DissectMalware / XLMMacroDeobfuscator

Extract and Deobfuscate XLM macros (a.k.a Excel 4.0 Macros)
Apache License 2.0
568 stars 116 forks source link

Unexpected Token #108

Closed jhhcs closed 2 years ago

jhhcs commented 2 years ago

This might be related to #101, and could be duplicate of #107 or #106; The following sample causes an unexpected token error with version 0.2.5 of XLMMacroDeobfuscator:

https://bazaar.abuse.ch/sample/218f8fb236a36cf6cfdd9b0f9544f98580ead944b1811744721eb22a7d1c9529/

baderj commented 2 years ago

I think this could be related to #107. In my opinion, the problem is here:

=FORMULA(С1!C15,С2!F3)
         ^
Expected one of: 
        * ROW
        * /\$?([a-qs-z][a-z]?)\$?\d+\b|\$?(r[a-bd-z]?)\$?\d+\b(?!C)/i
        * STRING
        * BOOLEAN
        * LIST_SEPARATOR
        * ERROR
        * EXCLAMATION
        * LBRACE
        * NAME
        * QUOTE
        * NUMBER
        * L_PRA
        * R_PRA

C1 is a valid R1C1 cell reference.
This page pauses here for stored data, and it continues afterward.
//! EmbeddedValueResolve pass.
//!
//! An embedded value is a composite stored in the owning object's table.
//! Each leaf attribute of the (possibly nested) value type is flattened onto
//! the owner under the name `nestedName + UpperFirst(leaf)`, where
//! `nestedName` is the lower-first concatenation of the path, e.g.
//! `address.geo.lat` becomes `addressGeoLat`.

use std::collections::HashSet;

use serde::Serialize;

use crate::model::raw::{RawEmbeddedMapping, RawEmbeddedValue};

use super::attribute::{assign_nullable_ordinals, check_attribute, Attribute, AttributeKind};
use super::context::{ObjectId, ResolutionContext};
use super::naming::{lower_first, upper_first};

/// One embedded value (top level or nested) on an object.
#[derive(Debug, Clone, PartialEq, Serialize)]
pub struct EmbeddedValue {
    /// Name on its parent.
    pub name: String,
    pub type_name: String,
    /// Ancestor names followed by this value's name.
    pub path: Vec<String>,
    pub nested_name: String,
    /// `getAddress().getGeo()`
    pub getter_chain: String,
    /// Flattened attribute names stored directly in this value.
    pub attributes: Vec<String>,
    /// Nested names of the values embedded in this one.
    pub children: Vec<String>,
}

impl EmbeddedValue {
    pub fn ancestors(&self) -> &[String] {
        &self.path[..self.path.len().saturating_sub(1)]
    }

    pub fn is_root(&self) -> bool {
        self.path.len() == 1
    }
}

pub fn nested_name(path: &[String]) -> String {
    lower_first(&path.iter().map(|p| upper_first(p)).collect::<String>())
}

struct Flattener<'a> {
    ctx: &'a ResolutionContext,
    owner: &'a str,
    root: &'a RawEmbeddedValue,
    used_mappings: HashSet<&'a str>,
    values: Vec<EmbeddedValue>,
    attributes: Vec<Attribute>,
    errors: Vec<String>,
}

impl<'a> Flattener<'a> {
    fn mapping(&self, path: &str) -> Option<&'a RawEmbeddedMapping> {
        self.root.mappings.iter().find(|m| m.attribute == path)
    }

    /// Flatten `type_name` found at `path`; `types` is the stack of value
    /// types currently being expanded.
    fn flatten(&mut self, type_name: &str, path: Vec<String>, types: &mut Vec<String>) -> String {
        let nested = nested_name(&path);
        let getter_chain = path
            .iter()
            .map(|p| format!("get{}()", upper_first(p)))
            .collect::<Vec<_>>()
            .join(".");

        let Some(value_type) = self.ctx.embedded_type(type_name) else {
            self.errors.push(format!(
                "embedded value {} in {} has unknown type {}; it may be missing from the schema manifest",
                path.join("."),
                self.owner,
                type_name
            ));
            return nested;
        };
        if types.iter().any(|t| t == type_name) {
            self.errors.push(format!(
                "embedded value type {} contains itself: {} -> {}",
                type_name,
                types.join(" -> "),
                type_name
            ));
            return nested;
        }
        types.push(type_name.to_string());

        let mut value = EmbeddedValue {
            name: path.last().cloned().unwrap_or_default(),
            type_name: type_name.to_string(),
            path: path.clone(),
            nested_name: nested.clone(),
            getter_chain,
            attributes: Vec::new(),
            children: Vec::new(),
        };

        for raw_attr in &value_type.attributes {
            let mapping_path = path[1..]
                .iter()
                .chain(std::iter::once(&raw_attr.name))
                .cloned()
                .collect::<Vec<_>>()
                .join(".");
            let Some(ty) = raw_attr.ty else {
                self.errors.push(format!(
                    "attribute '{}' of embedded value type {} does not declare a type",
                    raw_attr.name, type_name
                ));
                continue;
            };
            let flat_name = format!("{}{}", nested, upper_first(&raw_attr.name));
            let mut attr = Attribute::from_raw(
                raw_attr,
                ty,
                AttributeKind::Embedded {
                    path: path.clone(),
                    short_name: raw_attr.name.clone(),
                },
            );
            attr.name = flat_name.clone();
            match self.mapping(&mapping_path) {
                Some(mapping) => {
                    self.used_mappings.insert(mapping.attribute.as_str());
                    attr.column = Some(mapping.column.clone());
                }
                None => self.errors.push(format!(
                    "embedded value {} in {} has no column mapping for attribute {}",
                    self.root.name, self.owner, mapping_path
                )),
            }
            self.errors.extend(check_attribute(&attr, raw_attr, type_name));
            value.attributes.push(flat_name);
            self.attributes.push(attr);
        }

        let slot = self.values.len();
        self.values.push(value);
        for nested_value in &value_type.nested {
            let mut child_path = path.clone();
            child_path.push(nested_value.name.clone());
            let child = self.flatten(&nested_value.type_name, child_path, types);
            self.values[slot].children.push(child);
        }

        types.pop();
        nested
    }
}

/// Resolve the embedded values an object declares and flatten their
/// attributes onto it.
pub fn resolve_embedded_values(ctx: &mut ResolutionContext, id: ObjectId) -> Vec<String> {
    let object = ctx.object(id);
    if object.raw.embedded_values.is_empty() {
        return Vec::new();
    }

    let mut values = Vec::new();
    let mut attributes = Vec::new();
    let mut errors = Vec::new();
    for root in &object.raw.embedded_values {
        let mut flattener = Flattener {
            ctx,
            owner: &object.name,
            root,
            used_mappings: HashSet::new(),
            values: Vec::new(),
            attributes: Vec::new(),
            errors: Vec::new(),
        };
        flattener.flatten(&root.type_name, vec![root.name.clone()], &mut Vec::new());
        for mapping in &root.mappings {
            if !flattener.used_mappings.contains(mapping.attribute.as_str()) {
                flattener.errors.push(format!(
                    "embedded value {} in {} maps unknown attribute {}",
                    root.name, object.name, mapping.attribute
                ));
            }
        }
        values.extend(flattener.values);
        attributes.extend(flattener.attributes);
        errors.extend(flattener.errors);
    }

    let mut taken: HashSet<&str> = object.attributes.iter().map(|a| a.name.as_str()).collect();
    for attr in &attributes {
        if !taken.insert(attr.name.as_str()) {
            errors.push(format!(
                "embedded attribute {} clashes with another attribute in {}",
                attr.name, object.name
            ));
        }
    }

    let object = ctx.object_mut(id);
    object.embedded_values = values;
    object.attributes.extend(attributes);
    assign_nullable_ordinals(&mut object.attributes);
    errors
}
I think it is not valid to use that as a sheet name without quotes (so FORMULA('С1'!C15,'С2'!F3). At least when entering such Formulas, the quotes are automatically added.

But QBot also uses multiple FORMULA statements stringed together

=FORMULA()=FORMULA(Fe1!E14, Fe2!I4)=FORMULA()=FORMULA(Fe2!E17, Fe1!B4)=FORMULA(Vvfrb ....

so maybe Excel only uses the right most FORMULA and it does not matter that the rest contain invalid sheet names.

kirk-sayre-work commented 2 years ago

Here's another sample that fails on the same line of code with an unexpected token error:

https://bazaar.abuse.ch/sample/ffa61432d63f42221525dfbe252af32ec4b697e41b23cfa7ff23c97589b0463d/

Both of these samples are recent Emotet samples.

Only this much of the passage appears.